In this practical, besides of the `GeoPandas` introduced in previous weeks, we are going to practice the skills using [Shapely](https://pypi.org/project/Shapely/) in `PyPI`, for manipulation and analysis of planar geometric objects. You may want to explore its functions through [Shapely User Manual](https://shapely.readthedocs.io/en/stable/manual.html) on adding the functionality to work with planar geometric features, including the creation and manipulation of geometries such as points, polylines, and polygons; get familiar with topology on proximity (including adjacency, connectivity and containment) relationships, as well as spatial analysis functions, e.g.intersection, union, dissolve, etc.

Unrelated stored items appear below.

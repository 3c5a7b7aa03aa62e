//! PDF text: direct extraction via `pdf-extract`, rasterisation via poppler's
//! `pdftoppm` for the OCR fallback.

use std::path::{Path, PathBuf};
use std::process::Stdio;

use anyhow::anyhow;
use async_trait::async_trait;
use tokio::process::Command;
use tracing::debug;

use super::{ExtractionError, PageRasterizer};

/// Direct text at or below this many characters is treated as a scanned PDF.
pub const MIN_DIRECT_TEXT_CHARS: usize = 50;
const RENDER_DPI: u32 = 200;
const PAGE_PREFIX: &str = "page";

/// Extracts the text layer of each page. Runs on the blocking pool; a parser
/// panic on a malformed document surfaces as an error rather than unwinding
/// through the request.
pub async fn direct_page_texts(content: Vec<u8>) -> anyhow::Result<Vec<String>> {
    tokio::task::spawn_blocking(move || pdf_extract::extract_text_from_mem_by_pages(&content))
        .await
        .map_err(|e| anyhow!("PDF parser aborted: {e}"))?
        .map_err(|e| anyhow!("failed to read PDF text layer: {e}"))
}

/// Keeps non-blank page texts and accepts them only when there is enough
/// material to be worth analysing.
pub fn select_direct_text(pages: &[String]) -> Option<String> {
    let parts: Vec<&str> = pages
        .iter()
        .map(|p| p.trim())
        .filter(|p| !p.is_empty())
        .collect();
    let joined = parts.join("\n");
    if joined.chars().count() > MIN_DIRECT_TEXT_CHARS {
        Some(joined)
    } else {
        None
    }
}

#[derive(Clone)]
pub struct PdftoppmRasterizer {
    pub pdftoppm_path: String,
    pub scratch_dir: Option<PathBuf>,
}

impl PdftoppmRasterizer {
    pub fn new(pdftoppm_path: String, scratch_dir: Option<PathBuf>) -> Self {
        Self {
            pdftoppm_path,
            scratch_dir,
        }
    }

    fn work_dir(&self) -> std::io::Result<tempfile::TempDir> {
        let mut builder = tempfile::Builder::new();
        builder.prefix("cv-pdf-");
        match &self.scratch_dir {
            Some(dir) => builder.tempdir_in(dir),
            None => builder.tempdir(),
        }
    }
}

#[async_trait]
impl PageRasterizer for PdftoppmRasterizer {
    async fn render_pages(&self, pdf: &[u8]) -> Result<Vec<Vec<u8>>, ExtractionError> {
        // Removed with everything inside it when dropped.
        let work_dir = self.work_dir()?;
        let input = work_dir.path().join("input.pdf");
        tokio::fs::write(&input, pdf).await?;

        let output = Command::new(&self.pdftoppm_path)
            .arg("-png")
            .arg("-r")
            .arg(RENDER_DPI.to_string())
            .arg(&input)
            .arg(work_dir.path().join(PAGE_PREFIX))
            .stdout(Stdio::null())
            .stderr(Stdio::piped())
            .kill_on_drop(true)
            .output()
            .await?;

        if !output.status.success() {
            return Err(ExtractionError::RasterizeFailed(
                String::from_utf8_lossy(&output.stderr).trim().to_string(),
            ));
        }

        let page_files = rendered_pages(work_dir.path()).await?;
        debug!(pages = page_files.len(), "PDF rendered for OCR");

        let mut images = Vec::with_capacity(page_files.len());
        for (_, path) in page_files {
            images.push(tokio::fs::read(&path).await?);
        }
        Ok(images)
    }
}

/// Lists `page-N.png` files in `dir`, ordered by page number. pdftoppm pads N
/// with zeros depending on the page count, so order numerically, not by name.
async fn rendered_pages(dir: &Path) -> std::io::Result<Vec<(usize, PathBuf)>> {
    let mut pages = Vec::new();
    let mut entries = tokio::fs::read_dir(dir).await?;
    while let Some(entry) = entries.next_entry().await? {
        let path = entry.path();
        if let Some(number) = page_number(&path) {
            pages.push((number, path));
        }
    }
    pages.sort_by_key(|(n, _)| *n);
    Ok(pages)
}

fn page_number(path: &Path) -> Option<usize> {
    if path.extension().and_then(|e| e.to_str()) != Some("png") {
        return None;
    }
    let stem = path.file_stem()?.to_str()?;
    stem.strip_prefix(PAGE_PREFIX)?
        .strip_prefix('-')?
        .parse()
        .ok()
}

#[cfg(test)]
mod tests {
    use super::*;

    #[test]
    fn test_ten_characters_of_direct_text_is_not_enough() {
        let pages = vec!["Jean Dupon".to_string(), "   ".to_string()];
        assert_eq!(select_direct_text(&pages), None);
    }

    #[test]
    fn test_direct_text_joins_non_blank_pages() {
        let first = "Jean Dupont, développeur backend, Lyon. ".repeat(2);
        let pages = vec![first.clone(), "\n\n".to_string(), " Python, Docker ".to_string()];
        let text = select_direct_text(&pages).unwrap();
        assert_eq!(text, format!("{}\nPython, Docker", first.trim()));
    }

    #[test]
    fn test_threshold_is_strictly_greater_than() {
        let exactly = vec!["x".repeat(MIN_DIRECT_TEXT_CHARS)];
        assert_eq!(select_direct_text(&exactly), None);
        let above = vec!["x".repeat(MIN_DIRECT_TEXT_CHARS + 1)];
        assert!(select_direct_text(&above).is_some());
    }

    #[test]
    fn test_page_number_parsing() {
        assert_eq!(page_number(Path::new("/tmp/x/page-1.png")), Some(1));
        assert_eq!(page_number(Path::new("/tmp/x/page-012.png")), Some(12));
        assert_eq!(page_number(Path::new("/tmp/x/input.pdf")), None);
        assert_eq!(page_number(Path::new("/tmp/x/page-a.png")), None);
    }

    #[tokio::test]
    async fn test_rendered_pages_sorted_numerically() {
        let dir = tempfile::tempdir().unwrap();
        for name in ["page-10.png", "page-2.png", "page-1.png", "input.pdf"] {
            std::fs::write(dir.path().join(name), b"x").unwrap();
        }
        let pages = rendered_pages(dir.path()).await.unwrap();
        let numbers: Vec<usize> = pages.iter().map(|(n, _)| *n).collect();
        assert_eq!(numbers, vec![1, 2, 10]);
    }

    #[tokio::test]
    async fn test_garbage_bytes_fail_direct_extraction() {
        assert!(direct_page_texts(b"not a pdf at all".to_vec()).await.is_err());
    }

    #[cfg(unix)]
    #[tokio::test]
    async fn test_rasterizer_failure_cleans_work_dir() {
        let scratch = tempfile::tempdir().unwrap();
        let rasterizer =
            PdftoppmRasterizer::new("false".to_string(), Some(scratch.path().to_path_buf()));
        let err = rasterizer.render_pages(b"%PDF-1.4").await.unwrap_err();
        assert!(matches!(err, ExtractionError::RasterizeFailed(_)));
        assert_eq!(std::fs::read_dir(scratch.path()).unwrap().count(), 0);
    }
}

It is based on the widely deployed [GEOS](https://trac.osgeo.org/geos/) library (the engine of [PostGIS](http://postgis.refractions.net)) and Java Topology Suite  (JTS) (from which GEOS is ported) libraries. GEOS implements the OpenGIS Simple Features for SQL spatial predicate functions and spatial operators. `Shapely` is not concerned with data formats or coordinate systems, but can be readily integrated with other packages. It provides spatial analysis methods that return new geometric objects. To complete the first section on spatial operation, we will use the following datasets: London stations as Point data, London railways as Polyline data and London LSOAs as Polygon data.

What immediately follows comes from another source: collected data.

use std::path::PathBuf;

use anyhow::{bail, Context, Result};

/// Uploads above this size are rejected before extraction starts.
pub const DEFAULT_MAX_UPLOAD_BYTES: usize = 10 * 1024 * 1024;
/// Cleaned text is truncated to this many characters before analysis.
pub const DEFAULT_MAX_TEXT_CHARS: usize = 15_000;

/// Application configuration loaded from environment variables.
/// Startup fails if the LLM credential is missing.
#[derive(Debug, Clone)]
pub struct Config {
    pub groq_api_key: String,
    pub port: u16,
    pub rust_log: String,
    pub max_upload_bytes: usize,
    pub max_text_chars: usize,
    pub tesseract_path: String,
    pub pdftoppm_path: String,
    pub ocr_language: String,
    /// Where OCR temp files are created. `None` means the system temp dir.
    pub ocr_scratch_dir: Option<PathBuf>,
}

impl Config {
    pub fn from_env() -> Result<Self> {
        dotenvy::dotenv().ok(); // load .env if present; ignore if missing
        Self::from_lookup(|key| std::env::var(key).ok())
    }

    /// Builds the configuration from any key/value source.
    pub fn from_lookup(lookup: impl Fn(&str) -> Option<String>) -> Result<Self> {
        let var_or = |key: &str, default: &str| lookup(key).unwrap_or_else(|| default.to_string());

        let groq_api_key = lookup("GROQ_API_KEY")
            .context("Required environment variable 'GROQ_API_KEY' is not set")?;
        if groq_api_key.trim().is_empty() {
            bail!("Required environment variable 'GROQ_API_KEY' is empty");
        }

        Ok(Config {
            groq_api_key,
            port: var_or("PORT", "8001")
                .parse::<u16>()
                .context("PORT must be a valid port number")?,
            rust_log: var_or("RUST_LOG", "info"),
            max_upload_bytes: parse_or(&lookup, "MAX_UPLOAD_BYTES", DEFAULT_MAX_UPLOAD_BYTES)?,
            max_text_chars: parse_or(&lookup, "MAX_TEXT_CHARS", DEFAULT_MAX_TEXT_CHARS)?,
            tesseract_path: var_or("TESSERACT_PATH", "tesseract"),
            pdftoppm_path: var_or("PDFTOPPM_PATH", "pdftoppm"),
            ocr_language: var_or("OCR_LANGUAGE", "fra"),
            ocr_scratch_dir: lookup("OCR_SCRATCH_DIR").map(PathBuf::from),
        })
    }
}

fn parse_or(
    lookup: &impl Fn(&str) -> Option<String>,
    key: &str,
    default: usize,
) -> Result<usize> {
    match lookup(key) {
        Some(raw) => raw
            .parse::<usize>()
            .with_context(|| format!("{key} must be a positive integer")),
        None => Ok(default),
    }
}

#[cfg(test)]
impl Config {
    /// Configuration used by in-process tests; never touches the environment.
    pub fn for_tests() -> Self {
        Config {
            groq_api_key: "test-key".to_string(),
            port: 0,
            rust_log: "debug".to_string(),
            max_upload_bytes: DEFAULT_MAX_UPLOAD_BYTES,
            max_text_chars: DEFAULT_MAX_TEXT_CHARS,
            tesseract_path: "tesseract".to_string(),
            pdftoppm_path: "pdftoppm".to_string(),
            ocr_language: "fra".to_string(),
            ocr_scratch_dir: None,
        }
    }
}

#[cfg(test)]
mod tests {
    use super::*;
    use std::collections::HashMap;

    fn load(vars: &[(&str, &str)]) -> Result<Config> {
        let vars: HashMap<String, String> = vars
            .iter()
            .map(|(k, v)| (k.to_string(), v.to_string()))
            .collect();
        Config::from_lookup(|key| vars.get(key).cloned())
    }

    #[test]
    fn test_defaults_apply_when_only_key_is_set() {
        let config = load(&[("GROQ_API_KEY", "gsk_test")]).unwrap();
        assert_eq!(config.port, 8001);
        assert_eq!(config.max_upload_bytes, 10 * 1024 * 1024);
        assert_eq!(config.max_text_chars, 15_000);
        assert_eq!(config.ocr_language, "fra");
        assert_eq!(config.ocr_scratch_dir, None);
    }

    #[test]
    fn test_missing_key_fails() {
        let err = load(&[("PORT", "9000")]).unwrap_err();
        assert!(err.to_string().contains("'GROQ_API_KEY' is not set"));
    }

    #[test]
    fn test_blank_key_fails() {
        let err = load(&[("GROQ_API_KEY", "   ")]).unwrap_err();
        assert!(err.to_string().contains("'GROQ_API_KEY' is empty"));
    }

    #[test]
    fn test_non_numeric_limits_are_rejected() {
        let err =
            load(&[("GROQ_API_KEY", "gsk_test"), ("MAX_UPLOAD_BYTES", "10MB")]).unwrap_err();
        assert!(err.to_string().contains("MAX_UPLOAD_BYTES"));

        let err = load(&[("GROQ_API_KEY", "gsk_test"), ("PORT", "http")]).unwrap_err();
        assert!(err.to_string().contains("PORT"));
    }

    #[test]
    fn test_overrides_are_read() {
        let config = load(&[
            ("GROQ_API_KEY", "gsk_test"),
            ("MAX_TEXT_CHARS", "2000"),
            ("OCR_LANGUAGE", "eng"),
            ("OCR_SCRATCH_DIR", "/var/tmp/cv"),
        ])
        .unwrap();
        assert_eq!(config.max_text_chars, 2000);
        assert_eq!(config.ocr_language, "eng");
        assert_eq!(config.ocr_scratch_dir, Some(PathBuf::from("/var/tmp/cv")));
    }
}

# <a id="Learn Outcomes">Learn Outcomes</a>
In previous practicals, we had introduced main geometric objects, the spatial operations and queries on them, as well as the ways to measure distance and proximity (produce buffers), and tessellate space (Voronoi diagrams). By the end of this practical, you should be able to
- Gain familiarity with core geometric types (Point, LineString, Polygon, and their collection types)
- Make spatial and aspatial inqueries
- Identify spatial relationships 
- Conduct spatial operations to visualize multi-layers 

# <a id="Get prepared">Get prepared</a>

In [None]:
import os
import urllib
import zipfile
import numpy as np
import pysal
from pysal.contrib import shapely_ext
import scipy.spatial as spatial
import geopandas as gpd
from geopandas import GeoDataFrame
import pandas as pd
import shapely.geometry
from shapely.geometry import Point
import matplotlib as mpl
import matplotlib.path as path
import matplotlib.pyplot as plt
%matplotlib inline

import warnings
warnings.simplefilter('ignore')

Basic geometric types
------------------------------
For Geospatial vector data in Python, they normally have geometric features, and the 3 fundemental geometric types of objects are:
- Point data: represents a single point in space.
- Polyline data ("LineString"): represents a sequence of points that form a line.
- Polygon data: represents a filled area.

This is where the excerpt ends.